Task:
Each line containing the string "requested" should be copied out of the entries.

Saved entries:

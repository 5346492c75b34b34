//! Control API tests through the axum router.

use std::sync::Arc;
use std::time::Duration;

use axum::{
    body::{to_bytes, Body},
    http::{Request, StatusCode},
    Router,
};
use serde_json::{json, Value};
use tower::ServiceExt;

use maestro::api::{create_router, AppState};
use maestro::core::workflow::WorkflowId;
use maestro::{Orchestrator, WorkflowStatus};

use crate::fixtures::{orchestrator, ScriptedAgent};

struct Api {
    router: Router,
    orchestrator: Arc<Orchestrator>,
}

impl Api {
    fn new() -> Self {
        let worker = ScriptedAgent::new("w");
        worker.fail("explode", "kaboom");
        worker.delay("slow", Duration::from_secs(1));
        let state = AppState::new(orchestrator(&[
            ("w", worker),
            ("sick", ScriptedAgent::unhealthy("sick")),
        ]));
        Self {
            orchestrator: Arc::clone(&state.orchestrator),
            router: create_router(state),
        }
    }

    async fn send(&self, request: Request<Body>) -> (StatusCode, Value) {
        let response = self.router.clone().oneshot(request).await.unwrap();
        let status = response.status();
        let bytes = to_bytes(response.into_body(), usize::MAX).await.unwrap();
        let body = if bytes.is_empty() {
            Value::Null
        } else {
            serde_json::from_slice(&bytes).unwrap()
        };
        (status, body)
    }

    async fn get(&self, uri: &str) -> (StatusCode, Value) {
        self.send(Request::get(uri).body(Body::empty()).unwrap()).await
    }

    async fn post(&self, uri: &str, body: &str) -> (StatusCode, Value) {
        self.send(
            Request::post(uri)
                .header("content-type", "application/json")
                .body(Body::from(body.to_string()))
                .unwrap(),
        )
        .await
    }

    async fn submit(&self, body: Value) -> WorkflowId {
        let (status, json) = self.post("/workflows", &body.to_string()).await;
        assert_eq!(status, StatusCode::ACCEPTED, "{json}");
        serde_json::from_value(json["workflow_id"].clone()).unwrap()
    }
}

fn diamond() -> Value {
    json!({
        "name": "diamond",
        "tasks": [
            {"id": "a", "agent": "w", "operation": "op"},
            {"id": "b", "agent": "w", "operation": "op", "dependsOn": ["a"]},
            {"id": "c", "agent": "w", "operation": "op", "dependsOn": ["a"]},
            {"id": "d", "agent": "w", "operation": "op", "dependsOn": ["b", "c"]}
        ]
    })
}

// ========== Submission ==========

#[tokio::test]
async fn test_submit_returns_accepted_with_batches() {
    let api = Api::new();
    let (status, body) = api.post("/workflows", &diamond().to_string()).await;

    assert_eq!(status, StatusCode::ACCEPTED);
    assert_eq!(body["status"], "accepted");
    assert!(body["workflow_id"].is_string());
    let batches = body["batches"].as_array().unwrap();
    assert_eq!(batches.len(), 3);
    assert_eq!(batches[0]["tasks"], json!(["a"]));
    assert_eq!(batches[2]["tasks"], json!(["d"]));
}

#[tokio::test]
async fn test_submit_unknown_dependency_is_bad_request() {
    let api = Api::new();
    let (status, body) = api
        .post(
            "/workflows",
            r#"{"tasks":[{"id":"a","agent":"w","operation":"op","dependsOn":["X"]}]}"#,
        )
        .await;

    assert_eq!(status, StatusCode::BAD_REQUEST);
    assert_eq!(body["error"], "validation");
    assert!(body["message"].as_str().unwrap().contains("'X'"));
    assert_eq!(body["task_ids"], json!(["a", "X"]));
}

#[tokio::test]
async fn test_submit_cycle_is_bad_request() {
    let api = Api::new();
    let (status, body) = api
        .post(
            "/workflows",
            r#"{"tasks":[
                {"id":"a","agent":"w","operation":"op","dependsOn":["b"]},
                {"id":"b","agent":"w","operation":"op","dependsOn":["a"]}
            ]}"#,
        )
        .await;

    assert_eq!(status, StatusCode::BAD_REQUEST);
    assert_eq!(body["error"], "cycle");
    let ids: Vec<&str> = body["task_ids"]
        .as_array()
        .unwrap()
        .iter()
        .map(|v| v.as_str().unwrap())
        .collect();
    assert!(ids[0] == "a" || ids[0] == "b");
    assert_eq!(ids.len(), 2);
}

#[tokio::test]
async fn test_submit_malformed_json() {
    let api = Api::new();
    let (status, body) = api.post("/workflows", "{ not json").await;
    assert_eq!(status, StatusCode::BAD_REQUEST);
    assert_eq!(body["error"], "validation");
    assert_eq!(body["task_ids"], json!([]));
}

#[tokio::test]
async fn test_submit_unknown_agent() {
    let api = Api::new();
    let (status, body) = api
        .post(
            "/workflows",
            r#"{"tasks":[{"id":"a","agent":"painter","operation":"op"}]}"#,
        )
        .await;
    assert_eq!(status, StatusCode::BAD_REQUEST);
    assert!(body["message"].as_str().unwrap().contains("painter"));
}

// ========== Status ==========

#[tokio::test]
async fn test_get_workflow_reports_final_result() {
    let api = Api::new();
    let id = api.submit(diamond()).await;
    api.orchestrator.wait(&id).await.unwrap();

    let (status, body) = api.get(&format!("/workflows/{}", id)).await;
    assert_eq!(status, StatusCode::OK);
    assert_eq!(body["status"], "succeeded");
    assert_eq!(body["name"], "diamond");
    assert_eq!(body["batch_count"], 3);
    let tasks = body["tasks"].as_array().unwrap();
    assert_eq!(tasks.len(), 4);
    assert!(tasks.iter().all(|t| t["status"] == "succeeded"));
    assert_eq!(tasks[3]["output"]["operation"], "op");
}

#[tokio::test]
async fn test_get_workflow_reports_task_failure() {
    let api = Api::new();
    let id = api
        .submit(json!({"tasks": [
            {"id": "a", "agent": "w", "operation": "explode"},
            {"id": "b", "agent": "w", "operation": "op", "dependsOn": ["a"]}
        ]}))
        .await;
    api.orchestrator.wait(&id).await.unwrap();

    let (_, body) = api.get(&format!("/workflows/{}", id)).await;
    assert_eq!(body["status"], "failed");
    assert_eq!(body["tasks"][0]["status"], "failed");
    assert!(body["tasks"][0]["error"].as_str().unwrap().contains("kaboom"));
    assert_eq!(body["tasks"][1]["status"], "skipped");
}

#[tokio::test]
async fn test_get_unknown_workflow_is_not_found() {
    let api = Api::new();
    let (status, body) = api.get(&format!("/workflows/{}", WorkflowId::new())).await;
    assert_eq!(status, StatusCode::NOT_FOUND);
    assert_eq!(body["error"], "not_found");

    let (status, _) = api.get("/workflows/not-a-uuid").await;
    assert_eq!(status, StatusCode::NOT_FOUND);
}

#[tokio::test]
async fn test_list_workflows() {
    let api = Api::new();
    let (_, empty) = api.get("/workflows").await;
    assert_eq!(empty, json!([]));

    let id = api.submit(diamond()).await;
    let (status, body) = api.get("/workflows").await;
    assert_eq!(status, StatusCode::OK);
    assert_eq!(body[0]["workflow_id"], id.to_string());
    assert_eq!(body[0]["name"], "diamond");
}

// ========== Cancellation ==========

/// Test: cancelling a run with batches still ahead
/// Given a workflow whose first task is slow
/// When cancel is requested while it runs
/// Then the response says the run is cancelling and the run ends cancelled
#[tokio::test(start_paused = true)]
async fn test_cancel_workflow() {
    let api = Api::new();
    let id = api
        .submit(json!({"tasks": [
            {"id": "a", "agent": "w", "operation": "slow"},
            {"id": "b", "agent": "w", "operation": "op", "dependsOn": ["a"]}
        ]}))
        .await;

    let (status, body) = api.post(&format!("/workflows/{}/cancel", id), "").await;
    assert_eq!(status, StatusCode::ACCEPTED);
    assert_eq!(body["workflow_id"], id.to_string());
    assert_eq!(body["cancelling"], true);

    let result = api.orchestrator.wait(&id).await.unwrap();
    assert_eq!(result.status, WorkflowStatus::Cancelled);
}

/// Test: cancelling a run that already finished
/// Given a run that completed successfully
/// When cancel is requested
/// Then the response reports `succeeded` and that nothing will be cancelled
#[tokio::test]
async fn test_cancel_after_completion_reports_final_status() {
    let api = Api::new();
    let id = api.submit(diamond()).await;
    api.orchestrator.wait(&id).await.unwrap();

    let (status, body) = api.post(&format!("/workflows/{}/cancel", id), "").await;
    assert_eq!(status, StatusCode::ACCEPTED);
    assert_eq!(body["status"], "succeeded");
    assert_eq!(body["cancelling"], false);

    let (_, current) = api.get(&format!("/workflows/{}", id)).await;
    assert_eq!(current["status"], "succeeded");
}

#[tokio::test]
async fn test_cancel_unknown_workflow_is_not_found() {
    let api = Api::new();
    let (status, _) = api
        .post(&format!("/workflows/{}/cancel", WorkflowId::new()), "")
        .await;
    assert_eq!(status, StatusCode::NOT_FOUND);
}

// ========== Introspection ==========

#[tokio::test]
async fn test_list_agents_reports_health() {
    let api = Api::new();
    let (status, body) = api.get("/agents").await;
    assert_eq!(status, StatusCode::OK);

    let agents = body.as_array().unwrap();
    assert_eq!(agents.len(), 2);
    let sick = agents.iter().find(|a| a["name"] == "sick").unwrap();
    let w = agents.iter().find(|a| a["name"] == "w").unwrap();
    assert_eq!(sick["healthy"], false);
    assert_eq!(w["healthy"], true);
}

#[tokio::test]
async fn test_health() {
    let api = Api::new();
    let (status, body) = api.get("/health").await;
    assert_eq!(status, StatusCode::OK);
    assert_eq!(body["status"], "ok");
    assert_eq!(body["version"], env!("CARGO_PKG_VERSION"));
}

Your solution:
/// When cancel is requested while it runs
/// When cancel is requested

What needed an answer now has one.